[Saved entries]

+---+

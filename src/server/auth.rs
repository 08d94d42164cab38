//! Request authentication: bearer-token checks and the route guard.

use axum::extract::{Request, State};
use axum::http::{header, HeaderMap};
use axum::middleware::Next;
use axum::response::{IntoResponse, Response};

use crate::auth::{verify_access_token, TokenError};
use crate::server::error::ApiError;
use crate::server::state::SharedState;

/// Authenticated caller, resolved against the live user row so revoked or
/// deactivated accounts are rejected even with a valid token.
#[derive(Debug, Clone)]
pub struct AuthUser {
    pub id: i64,
    pub email: String,
    pub username: String,
}

/// Check the `Authorization: Bearer` header and load the caller. Used by the
/// [`require_auth`] guard and directly by handlers on mixed-access routes.
pub async fn authenticate(
    state: &SharedState,
    headers: &HeaderMap,
) -> Result<AuthUser, ApiError> {
    let header = headers
        .get(header::AUTHORIZATION)
        .and_then(|v| v.to_str().ok())
        .ok_or_else(|| ApiError::unauthorized("MISSING_TOKEN", "authorization required"))?;
    let token = header
        .strip_prefix("Bearer ")
        .ok_or_else(|| ApiError::unauthorized("INVALID_TOKEN", "malformed authorization header"))?;

    let st = state.lock().await;
    let claims = verify_access_token(token, &st.config.jwt_secret).map_err(|e| match e {
        TokenError::Expired => ApiError::unauthorized("TOKEN_EXPIRED", "access token expired"),
        TokenError::Invalid => ApiError::unauthorized("INVALID_TOKEN", "invalid access token"),
    })?;

    let user = st
        .storage
        .get_user(claims.sub)?
        .ok_or_else(|| ApiError::unauthorized("USER_NOT_FOUND", "user no longer exists"))?;
    if !user.is_active {
        return Err(ApiError::unauthorized(
            "ACCOUNT_DISABLED",
            "account is deactivated",
        ));
    }

    Ok(AuthUser {
        id: user.id,
        email: user.email,
        username: user.username,
    })
}

/// Route guard for fully protected routers. Inserts [`AuthUser`] into the
/// request extensions on success.
pub async fn require_auth(
    State(state): State<SharedState>,
    mut request: Request,
    next: Next,
) -> Response {
    match authenticate(&state, request.headers()).await {
        Ok(user) => {
            request.extensions_mut().insert(user);
            next.run(request).await
        }
        Err(e) => e.into_response(),
    }
}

+---+

_About this exercise_
Using the records above, pull out each line where the word "claims" occurs.

_Your solution_
    let claims = verify_access_token(token, &st.config.jwt_secret).map_err(|e| match e {
        .get_user(claims.sub)?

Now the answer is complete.